ENTRIES PROVIDED Start Marker
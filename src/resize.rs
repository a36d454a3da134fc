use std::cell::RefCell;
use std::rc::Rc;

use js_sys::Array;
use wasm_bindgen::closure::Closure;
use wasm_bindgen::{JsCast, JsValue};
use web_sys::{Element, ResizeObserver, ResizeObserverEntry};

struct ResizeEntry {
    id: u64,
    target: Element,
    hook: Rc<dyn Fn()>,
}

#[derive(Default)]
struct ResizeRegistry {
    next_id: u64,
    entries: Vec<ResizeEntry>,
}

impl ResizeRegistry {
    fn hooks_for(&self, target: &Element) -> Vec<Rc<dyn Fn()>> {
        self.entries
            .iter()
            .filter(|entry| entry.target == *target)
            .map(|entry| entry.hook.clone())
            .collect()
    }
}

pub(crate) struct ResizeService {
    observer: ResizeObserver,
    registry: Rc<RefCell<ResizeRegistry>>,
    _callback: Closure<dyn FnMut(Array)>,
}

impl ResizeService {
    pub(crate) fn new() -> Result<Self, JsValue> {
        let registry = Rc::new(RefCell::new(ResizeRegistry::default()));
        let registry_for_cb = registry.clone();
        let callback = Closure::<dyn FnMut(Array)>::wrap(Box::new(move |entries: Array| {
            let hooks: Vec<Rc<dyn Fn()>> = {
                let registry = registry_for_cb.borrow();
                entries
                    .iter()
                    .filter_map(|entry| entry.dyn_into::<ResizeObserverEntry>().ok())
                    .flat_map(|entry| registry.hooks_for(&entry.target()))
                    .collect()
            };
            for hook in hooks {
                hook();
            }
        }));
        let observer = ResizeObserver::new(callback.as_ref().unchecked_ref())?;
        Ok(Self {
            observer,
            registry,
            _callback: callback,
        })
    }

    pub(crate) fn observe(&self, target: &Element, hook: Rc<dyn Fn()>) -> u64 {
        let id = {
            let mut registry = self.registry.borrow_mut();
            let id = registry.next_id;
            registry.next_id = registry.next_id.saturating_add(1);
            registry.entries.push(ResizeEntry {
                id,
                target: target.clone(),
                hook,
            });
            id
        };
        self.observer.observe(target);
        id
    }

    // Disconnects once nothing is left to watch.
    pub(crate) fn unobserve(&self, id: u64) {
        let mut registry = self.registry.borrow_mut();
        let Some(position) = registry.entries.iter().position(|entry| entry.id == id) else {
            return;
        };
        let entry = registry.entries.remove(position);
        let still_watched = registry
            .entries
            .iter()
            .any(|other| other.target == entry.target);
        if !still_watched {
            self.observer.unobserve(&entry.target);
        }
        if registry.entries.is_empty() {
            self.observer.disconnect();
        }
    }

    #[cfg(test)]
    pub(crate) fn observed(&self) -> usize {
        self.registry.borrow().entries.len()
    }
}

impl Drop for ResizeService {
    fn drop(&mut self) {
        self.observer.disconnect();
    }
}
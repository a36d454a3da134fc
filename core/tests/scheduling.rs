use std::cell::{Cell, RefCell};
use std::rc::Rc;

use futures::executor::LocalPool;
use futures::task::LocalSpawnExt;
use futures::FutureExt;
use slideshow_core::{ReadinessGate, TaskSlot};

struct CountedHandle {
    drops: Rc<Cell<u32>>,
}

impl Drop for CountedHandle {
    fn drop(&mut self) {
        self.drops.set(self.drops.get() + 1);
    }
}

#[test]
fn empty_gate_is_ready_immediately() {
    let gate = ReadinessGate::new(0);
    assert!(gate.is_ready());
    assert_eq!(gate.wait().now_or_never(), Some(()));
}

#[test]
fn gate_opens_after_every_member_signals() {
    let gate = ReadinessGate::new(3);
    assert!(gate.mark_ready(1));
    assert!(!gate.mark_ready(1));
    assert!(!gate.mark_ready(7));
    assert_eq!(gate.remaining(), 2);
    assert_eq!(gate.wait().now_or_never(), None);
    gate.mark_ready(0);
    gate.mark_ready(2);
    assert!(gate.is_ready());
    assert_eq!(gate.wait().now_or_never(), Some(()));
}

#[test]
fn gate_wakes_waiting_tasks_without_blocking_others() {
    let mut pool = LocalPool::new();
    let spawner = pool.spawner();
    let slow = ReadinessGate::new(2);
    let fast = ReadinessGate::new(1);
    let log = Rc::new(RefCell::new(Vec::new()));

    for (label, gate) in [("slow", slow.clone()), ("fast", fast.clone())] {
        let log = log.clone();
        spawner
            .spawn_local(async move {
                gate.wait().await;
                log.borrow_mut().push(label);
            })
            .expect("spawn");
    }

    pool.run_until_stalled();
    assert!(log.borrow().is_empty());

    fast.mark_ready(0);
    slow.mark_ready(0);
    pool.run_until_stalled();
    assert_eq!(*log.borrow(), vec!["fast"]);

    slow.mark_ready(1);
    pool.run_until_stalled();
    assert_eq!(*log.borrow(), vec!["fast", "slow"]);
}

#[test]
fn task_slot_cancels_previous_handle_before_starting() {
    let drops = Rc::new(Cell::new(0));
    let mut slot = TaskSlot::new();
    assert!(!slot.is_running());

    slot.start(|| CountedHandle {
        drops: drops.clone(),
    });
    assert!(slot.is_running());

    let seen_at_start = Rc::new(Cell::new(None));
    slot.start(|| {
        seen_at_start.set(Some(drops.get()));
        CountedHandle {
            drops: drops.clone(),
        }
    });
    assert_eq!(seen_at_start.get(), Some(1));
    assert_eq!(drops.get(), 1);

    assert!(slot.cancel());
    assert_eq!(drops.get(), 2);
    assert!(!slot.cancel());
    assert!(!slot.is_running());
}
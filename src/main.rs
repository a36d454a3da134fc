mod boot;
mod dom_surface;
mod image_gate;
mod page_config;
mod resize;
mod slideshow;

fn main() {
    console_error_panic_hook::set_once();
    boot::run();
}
ENTRIES PROVIDED End Marker
ENTRIES PROVIDED Start Marker
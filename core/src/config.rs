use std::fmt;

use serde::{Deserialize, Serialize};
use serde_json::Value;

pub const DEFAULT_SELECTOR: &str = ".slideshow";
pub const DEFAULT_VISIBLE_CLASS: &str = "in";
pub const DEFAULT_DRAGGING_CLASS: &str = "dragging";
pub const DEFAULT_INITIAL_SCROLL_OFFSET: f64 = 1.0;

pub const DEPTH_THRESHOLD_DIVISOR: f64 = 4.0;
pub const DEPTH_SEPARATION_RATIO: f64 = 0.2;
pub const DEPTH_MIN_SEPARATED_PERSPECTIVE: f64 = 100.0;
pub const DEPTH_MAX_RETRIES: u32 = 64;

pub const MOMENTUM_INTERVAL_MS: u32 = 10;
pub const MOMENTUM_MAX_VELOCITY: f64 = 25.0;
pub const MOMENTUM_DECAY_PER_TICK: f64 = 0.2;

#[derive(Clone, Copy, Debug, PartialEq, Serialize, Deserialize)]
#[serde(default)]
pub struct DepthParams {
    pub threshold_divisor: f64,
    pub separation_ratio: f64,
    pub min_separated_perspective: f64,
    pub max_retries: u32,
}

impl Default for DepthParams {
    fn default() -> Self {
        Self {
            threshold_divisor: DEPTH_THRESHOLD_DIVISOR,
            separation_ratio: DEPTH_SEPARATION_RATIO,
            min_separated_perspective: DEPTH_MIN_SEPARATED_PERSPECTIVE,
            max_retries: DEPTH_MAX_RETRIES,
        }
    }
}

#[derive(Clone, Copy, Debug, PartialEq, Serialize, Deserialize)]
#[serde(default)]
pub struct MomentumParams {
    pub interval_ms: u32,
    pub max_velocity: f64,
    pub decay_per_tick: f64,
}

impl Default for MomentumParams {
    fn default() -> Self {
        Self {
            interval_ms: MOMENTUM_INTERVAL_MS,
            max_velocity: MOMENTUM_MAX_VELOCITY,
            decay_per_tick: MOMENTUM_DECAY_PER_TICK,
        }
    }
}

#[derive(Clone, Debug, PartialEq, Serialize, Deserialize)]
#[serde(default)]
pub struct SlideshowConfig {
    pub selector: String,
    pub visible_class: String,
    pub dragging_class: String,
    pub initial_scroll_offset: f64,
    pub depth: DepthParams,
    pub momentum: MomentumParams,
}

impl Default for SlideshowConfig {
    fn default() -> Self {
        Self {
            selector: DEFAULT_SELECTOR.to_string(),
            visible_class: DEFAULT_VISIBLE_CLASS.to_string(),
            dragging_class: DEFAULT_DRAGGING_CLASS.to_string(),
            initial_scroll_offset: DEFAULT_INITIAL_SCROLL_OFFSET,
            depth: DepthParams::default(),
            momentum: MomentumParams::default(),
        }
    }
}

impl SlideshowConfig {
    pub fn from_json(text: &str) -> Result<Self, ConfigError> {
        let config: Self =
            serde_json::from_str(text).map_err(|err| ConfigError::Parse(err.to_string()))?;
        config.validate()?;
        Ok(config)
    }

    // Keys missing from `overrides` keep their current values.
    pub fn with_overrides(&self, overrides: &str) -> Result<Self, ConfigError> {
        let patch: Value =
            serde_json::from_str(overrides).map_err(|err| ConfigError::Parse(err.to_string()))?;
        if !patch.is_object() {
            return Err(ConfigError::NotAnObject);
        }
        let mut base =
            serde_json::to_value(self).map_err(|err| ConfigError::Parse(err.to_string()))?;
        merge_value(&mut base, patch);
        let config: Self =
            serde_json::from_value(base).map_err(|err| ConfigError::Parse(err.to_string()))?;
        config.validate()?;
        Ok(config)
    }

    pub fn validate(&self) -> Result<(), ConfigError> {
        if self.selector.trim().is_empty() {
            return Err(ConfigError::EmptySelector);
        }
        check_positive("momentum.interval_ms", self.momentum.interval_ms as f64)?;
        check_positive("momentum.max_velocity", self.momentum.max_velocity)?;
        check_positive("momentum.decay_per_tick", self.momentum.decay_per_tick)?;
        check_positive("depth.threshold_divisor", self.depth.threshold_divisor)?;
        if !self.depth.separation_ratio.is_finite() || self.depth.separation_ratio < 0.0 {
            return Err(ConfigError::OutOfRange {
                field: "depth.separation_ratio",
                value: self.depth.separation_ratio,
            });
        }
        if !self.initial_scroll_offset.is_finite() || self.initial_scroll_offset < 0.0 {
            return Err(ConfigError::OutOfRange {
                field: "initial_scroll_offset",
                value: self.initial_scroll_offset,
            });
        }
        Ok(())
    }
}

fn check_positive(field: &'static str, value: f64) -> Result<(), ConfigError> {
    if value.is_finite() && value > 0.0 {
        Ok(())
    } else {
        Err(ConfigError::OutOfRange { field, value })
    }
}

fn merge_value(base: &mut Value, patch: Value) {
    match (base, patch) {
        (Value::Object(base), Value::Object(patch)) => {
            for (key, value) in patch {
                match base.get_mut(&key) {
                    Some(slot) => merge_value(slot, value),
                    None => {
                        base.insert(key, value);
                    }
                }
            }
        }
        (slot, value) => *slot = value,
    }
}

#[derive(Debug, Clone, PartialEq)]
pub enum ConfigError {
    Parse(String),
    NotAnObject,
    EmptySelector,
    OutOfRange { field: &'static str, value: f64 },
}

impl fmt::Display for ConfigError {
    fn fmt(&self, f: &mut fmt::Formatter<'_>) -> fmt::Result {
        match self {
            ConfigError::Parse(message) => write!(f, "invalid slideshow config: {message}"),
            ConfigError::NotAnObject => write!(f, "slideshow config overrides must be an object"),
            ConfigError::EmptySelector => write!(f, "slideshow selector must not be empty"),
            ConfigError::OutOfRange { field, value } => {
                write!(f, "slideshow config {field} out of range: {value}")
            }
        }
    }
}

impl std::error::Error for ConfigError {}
ENTRIES PROVIDED End Marker
ENTRIES PROVIDED Start Marker
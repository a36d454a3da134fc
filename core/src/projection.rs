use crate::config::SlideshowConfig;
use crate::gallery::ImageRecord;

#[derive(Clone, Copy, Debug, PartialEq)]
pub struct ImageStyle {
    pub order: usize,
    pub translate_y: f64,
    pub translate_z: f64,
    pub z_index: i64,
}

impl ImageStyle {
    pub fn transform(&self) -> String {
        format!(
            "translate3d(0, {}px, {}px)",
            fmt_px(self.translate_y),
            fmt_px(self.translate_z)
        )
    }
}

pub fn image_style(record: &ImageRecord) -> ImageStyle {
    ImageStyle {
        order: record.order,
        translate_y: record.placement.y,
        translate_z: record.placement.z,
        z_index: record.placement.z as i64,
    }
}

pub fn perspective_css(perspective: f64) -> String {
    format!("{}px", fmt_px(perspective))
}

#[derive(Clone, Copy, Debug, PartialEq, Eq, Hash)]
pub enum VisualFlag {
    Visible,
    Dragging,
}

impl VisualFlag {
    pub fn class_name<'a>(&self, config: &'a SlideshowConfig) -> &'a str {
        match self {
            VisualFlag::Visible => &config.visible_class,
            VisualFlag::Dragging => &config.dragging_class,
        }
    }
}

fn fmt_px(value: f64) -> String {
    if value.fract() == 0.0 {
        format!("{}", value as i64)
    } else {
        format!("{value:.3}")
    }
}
ENTRIES PROVIDED End Marker
**TASK INSTRUCTIONS**
Identify every line above with the string "DepthParams" in it. Copy those lines.

**YOUR RESPONSE**
pub struct DepthParams {
impl Default for DepthParams {
    pub depth: DepthParams,
            depth: DepthParams::default(),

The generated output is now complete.